Sortie cinéma. À 14 ans, la comédienne Isabelle Carré a tenté de se suicider et a été internée dans une unité psychiatrique pour adolescents. Elle a raconté ce moment douloureux dans son premier livre en 2018, qu’elle adapte au cinéma dans son premier film comme réalisatrice: LES RÊVEURS (mercredi 12 novembre sur les écrans).

Les rêveurs : Isabelle Carré signe son premier film comme réalisatrice et lance ici un cri d’alarme sur un problème très actuel, de plus en plus visible: celui de la santé mentale des adolescents et des jeunes adultes

C’est le théâtre qui l’a sauvée, qui l’a fait repartir du bon pied. Elle interprète donc elle-même Elisabeth, une comédienne qui anime un atelier d’écriture à l’hôpital Necker avec des adolescents en grande détresse psychologique.

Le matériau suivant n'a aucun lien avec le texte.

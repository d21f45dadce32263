//! Unit tests module organization

pub mod cors;
pub mod routing;

// Test utilities and helpers
pub mod helpers;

« Peut-être, avant de commencer, je dois vous dire quelque chose: j’ai été internée ici quand j’avais votre âge », dit-elle aux gamins au début de leur rencontre. Et, à leur contact, elle replonge dans sa propre histoire.

Sentiment de vide

Elle avait « vidé l’armoire à pharmacie », expliquait-elle aux autres ados internés avec elle, à l’époque. Un mal-être dû à la découverte progressive de l’homosexualité de son père, à l’anorexie et la dépression de sa mère, au sentiment de vide dans son existence.

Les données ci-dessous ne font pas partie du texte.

//! Gateway metrics
//!
//! Recorded through the `metrics` facade. Without an installed recorder the
//! calls are no-ops; with the `monitoring` feature a Prometheus recorder is
//! installed at startup and rendered on the metrics endpoint.

use metrics::{counter, describe_counter, describe_gauge, describe_histogram, gauge, histogram};
use std::sync::OnceLock;
use std::sync::atomic::{AtomicU64, Ordering};
use std::time::Duration;

/// Gateway metrics collector
#[derive(Debug)]
pub struct GatewayMetrics {
    start_time: u64,
    in_flight: AtomicU64,
}

impl GatewayMetrics {
    /// Create new metrics instance
    #[must_use]
    pub fn new() -> Self {
        Self::register_metrics();

        Self {
            start_time: u64::try_from(chrono::Utc::now().timestamp()).unwrap_or_default(),
            in_flight: AtomicU64::new(0),
        }
    }

    fn register_metrics() {
        describe_counter!(
            "edge_gateway_http_requests_total",
            "Total number of HTTP requests by method and status"
        );
        describe_histogram!(
            "edge_gateway_http_request_duration_seconds",
            "HTTP request duration in seconds"
        );
        describe_gauge!(
            "edge_gateway_requests_in_flight",
            "Requests currently being handled"
        );
        describe_counter!(
            "edge_gateway_auth_failures_total",
            "Requests rejected by token verification"
        );
        describe_counter!(
            "edge_gateway_rate_limit_exceeded_total",
            "Requests rejected by the rate limiter"
        );
        describe_counter!(
            "edge_gateway_upstream_failures_total",
            "Forwarded requests that failed before an upstream response"
        );
        describe_counter!(
            "edge_gateway_doc_aggregations_total",
            "API document aggregation attempts"
        );
        describe_gauge!("edge_gateway_uptime_seconds", "Gateway uptime in seconds");
    }

    /// Record one completed request
    pub fn record_request(&self, method: &str, status: u16, duration: Duration) {
        counter!("edge_gateway_http_requests_total",
            "method" => method.to_string(),
            "status" => status.to_string()
        )
        .increment(1);

        histogram!("edge_gateway_http_request_duration_seconds",
            "method" => method.to_string()
        )
        .record(duration.as_secs_f64());
    }

    pub fn request_started(&self) {
        let active = self.in_flight.fetch_add(1, Ordering::Relaxed) + 1;
        #[allow(clippy::cast_precision_loss)]
        gauge!("edge_gateway_requests_in_flight").set(active as f64);
    }

    pub fn request_finished(&self) {
        let previous = self
            .in_flight
            .fetch_update(Ordering::Relaxed, Ordering::Relaxed, |n| Some(n.saturating_sub(1)))
            .unwrap_or_default();
        #[allow(clippy::cast_precision_loss)]
        gauge!("edge_gateway_requests_in_flight").set(previous.saturating_sub(1) as f64);
    }

    pub fn record_auth_failure(&self, reason: &'static str) {
        counter!("edge_gateway_auth_failures_total", "reason" => reason).increment(1);
    }

    pub fn record_rate_limited(&self) {
        counter!("edge_gateway_rate_limit_exceeded_total").increment(1);
    }

    pub fn record_upstream_failure(&self, upstream: &str, code: &'static str) {
        counter!("edge_gateway_upstream_failures_total",
            "upstream" => upstream.to_string(),
            "code" => code
        )
        .increment(1);
    }

    pub fn record_doc_aggregation(&self, success: bool) {
        counter!("edge_gateway_doc_aggregations_total",
            "result" => if success { "success" } else { "failure" }
        )
        .increment(1);
    }

    /// Refresh gauges that are derived rather than event-driven
    pub fn update_system_metrics(&self) {
        let now = u64::try_from(chrono::Utc::now().timestamp()).unwrap_or_default();
        #[allow(clippy::cast_precision_loss)]
        gauge!("edge_gateway_uptime_seconds").set(now.saturating_sub(self.start_time) as f64);
    }
}

impl Default for GatewayMetrics {
    fn default() -> Self {
        Self::new()
    }
}

static METRICS: OnceLock<GatewayMetrics> = OnceLock::new();

/// Get global metrics instance
pub fn get_metrics() -> &'static GatewayMetrics {
    METRICS.get_or_init(GatewayMetrics::new)
}

/// Install the process-wide Prometheus recorder
#[cfg(feature = "monitoring")]
pub fn install_recorder() -> anyhow::Result<metrics_exporter_prometheus::PrometheusHandle> {
    use anyhow::Context;

    let handle = metrics_exporter_prometheus::PrometheusBuilder::new()
        .install_recorder()
        .context("failed to install prometheus recorder")?;
    // Descriptions are only kept by a recorder that exists when they are registered
    GatewayMetrics::register_metrics();
    get_metrics();
    Ok(handle)
}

Ses parents (Judith Chemla et Pablo Pauly), aimants et attentionnés, l’avaient fait hospitaliser pour son bien. Un séjour vécu comme un internement, mais où elle avait réussi à se faire des amis, entre épisodes de dépression et moments plus conviviaux, et à surmonter ses angoisses…

Époque actuelle

« Porter Les Rêveurs au cinéma était une manière de mettre en perspective et en lumière mon expérience, soit la partie la plus autobiographique de mon livre, et de montrer combien cet épisode faisait écho à ce que traversaient beaucoup de jeunes », explique Isabelle Carré.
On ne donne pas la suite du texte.